--- WORK REQUIRED ---
Go through the records, and copy each line in which the string "TokenBalance" is present.

Dataset entries:

=== Section Start ===

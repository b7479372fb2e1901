//! Chain capability: fetch incoming token transfers for an address.
//!
//! Each supported chain is served by one [`ChainService`]. The set of chains
//! is the closed [`ChainType`] enum; [`ChainRegistry`] maps each of them to
//! an optional service so that a chain without a client is skipped instead
//! of failing the whole pipeline.

mod etherscan;
mod tronscan;

pub use etherscan::EtherScanClient;
pub use tronscan::TronScanClient;

use crate::config::ApiKeysConfig;
use async_trait::async_trait;
use paywatch_sdk::objects::ChainType;
use rust_decimal::Decimal;
use std::sync::Arc;
use std::time::Duration;
use thiserror::Error;
use tokio::sync::Mutex;
use tokio::time::Instant;

/// One incoming token transfer, amount already divided by the token decimals.
#[derive(Debug, Clone, PartialEq, Eq)]
pub struct Transfer {
    pub hash: String,
    pub from: String,
    pub to: String,
    pub amount: Decimal,
    /// Milliseconds since the Unix epoch.
    pub block_timestamp_ms: i64,
    pub confirmations: u64,
    pub status: String,
    pub contract_address: String,
}

impl Transfer {
    /// Symbol of the token moved, from its contract. Unknown contracts
    /// count as USDT.
    pub fn token_symbol(&self, chain: ChainType) -> &'static str {
        if chain == ChainType::Trc20 {
            return "USDT";
        }
        EtherScanClient::symbol_for(chain, &self.contract_address).unwrap_or("USDT")
    }
}

/// Balances of the two stablecoins an address may hold.
#[derive(Debug, Clone, Copy, PartialEq, Eq, Default)]
pub struct TokenBalance {
    pub primary: Decimal,
    pub secondary: Decimal,
}

#[derive(Debug, Error)]
pub enum ChainError {
    #[error("API request error: {0}")]
    Request(#[from] reqwest::Error),

    #[error("rate limit exceeded, retry after {retry_after_secs} seconds")]
    RateLimited { retry_after_secs: u64 },

    #[error("API error: {message}")]
    Api { message: String },

    #[error("API response parsing error: {0}")]
    Parse(String),

    #[error("chain {0} is not supported by this client")]
    Unsupported(ChainType),

    #[error("no service registered for chain {0}")]
    NoService(ChainType),
}

#[async_trait]
pub trait ChainService: Send + Sync {
    fn chain_type(&self) -> ChainType;

    fn validate_address(&self, address: &str) -> bool;

    /// Incoming transfers to `address` with block time in `[start_ms, end_ms]`.
    async fn get_transactions(
        &self,
        address: &str,
        start_ms: i64,
        end_ms: i64,
    ) -> Result<Vec<Transfer>, ChainError>;

    async fn get_token_balance(&self, address: &str) -> Result<TokenBalance, ChainError>;
}

#[derive(Default, Clone)]
pub struct ChainRegistry {
    services: Vec<(ChainType, Arc<dyn ChainService>)>,
}

impl ChainRegistry {
    pub fn new() -> Self {
        Self::default()
    }

    /// Register a service under its own chain type, replacing any previous one.
    pub fn register(&mut self, service: Arc<dyn ChainService>) {
        let chain = service.chain_type();
        self.services.retain(|(existing, _)| *existing != chain);
        self.services.push((chain, service));
    }

    /// The explorer clients a deployment gets from its API keys: TronScan
    /// always, Etherscan for every EVM chain when a key is configured.
    pub fn from_api_keys(keys: &ApiKeysConfig) -> Result<Self, ChainError> {
        let mut registry = Self::new().with(Arc::new(TronScanClient::new(
            keys.tronscan_api_key.clone(),
        )));
        if let Some(key) = &keys.etherscan_api_key {
            let evm: Vec<ChainType> = ChainType::ALL
                .into_iter()
                .filter(|chain| chain.evm_chain_id().is_some())
                .collect();
            for client in EtherScanClient::for_chains(&evm, key)? {
                registry.register(Arc::new(client));
            }
        }
        Ok(registry)
    }

    pub fn with(mut self, service: Arc<dyn ChainService>) -> Self {
        self.register(service);
        self
    }

    pub fn get(&self, chain: ChainType) -> Option<Arc<dyn ChainService>> {
        self.services
            .iter()
            .find(|(existing, _)| *existing == chain)
            .map(|(_, service)| service.clone())
    }

    pub fn require(&self, chain: ChainType) -> Result<Arc<dyn ChainService>, ChainError> {
        self.get(chain).ok_or(ChainError::NoService(chain))
    }

    /// Chains that have a service, in [`ChainType::ALL`] order.
    pub fn chains(&self) -> Vec<ChainType> {
        ChainType::ALL
            .into_iter()
            .filter(|chain| self.get(*chain).is_some())
            .collect()
    }

    /// Address format check for a chain. Chains without a service only
    /// get a non-empty check.
    pub fn validate_address(&self, chain: ChainType, address: &str) -> bool {
        match self.get(chain) {
            Some(service) => service.validate_address(address),
            None => !address.trim().is_empty(),
        }
    }
}

impl std::fmt::Debug for ChainRegistry {
    fn fmt(&self, f: &mut std::fmt::Formatter<'_>) -> std::fmt::Result {
        f.debug_list().entries(self.chains()).finish()
    }
}

/// Spaces out calls to an explorer API that enforces a request rate.
#[derive(Debug)]
pub(crate) struct RateGate {
    min_interval: Duration,
    last: Mutex<Option<Instant>>,
}

impl RateGate {
    pub(crate) fn new(min_interval: Duration) -> Self {
        Self {
            min_interval,
            last: Mutex::new(None),
        }
    }

    pub(crate) async fn wait(&self) {
        let mut last = self.last.lock().await;
        if let Some(previous) = *last {
            tokio::time::sleep_until(previous + self.min_interval).await;
        }
        *last = Some(Instant::now());
    }
}

/// Divide a raw integer token amount by `10^decimals`.
pub(crate) fn scale_token_amount(raw: &str, decimals: u32) -> Result<Decimal, ChainError> {
    let value: Decimal = raw
        .parse()
        .map_err(|e| ChainError::Parse(format!("Invalid value {raw:?}: {e}")))?;
    let divisor = 10u64
        .checked_pow(decimals)
        .map(Decimal::from)
        .ok_or_else(|| ChainError::Parse(format!("Invalid decimals: {decimals}")))?;
    value
        .checked_div(divisor)
        .ok_or_else(|| ChainError::Parse(format!("Value out of range: {raw}")))
}

pub(crate) fn is_evm_address(address: &str) -> bool {
    address.len() == 42
        && address.starts_with("0x")
        && address[2..].chars().all(|c| c.is_ascii_hexdigit())
}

=== Section End ===

--- YOUR RESPONSE ---
pub struct TokenBalance {
    async fn get_token_balance(&self, address: &str) -> Result<TokenBalance, ChainError>;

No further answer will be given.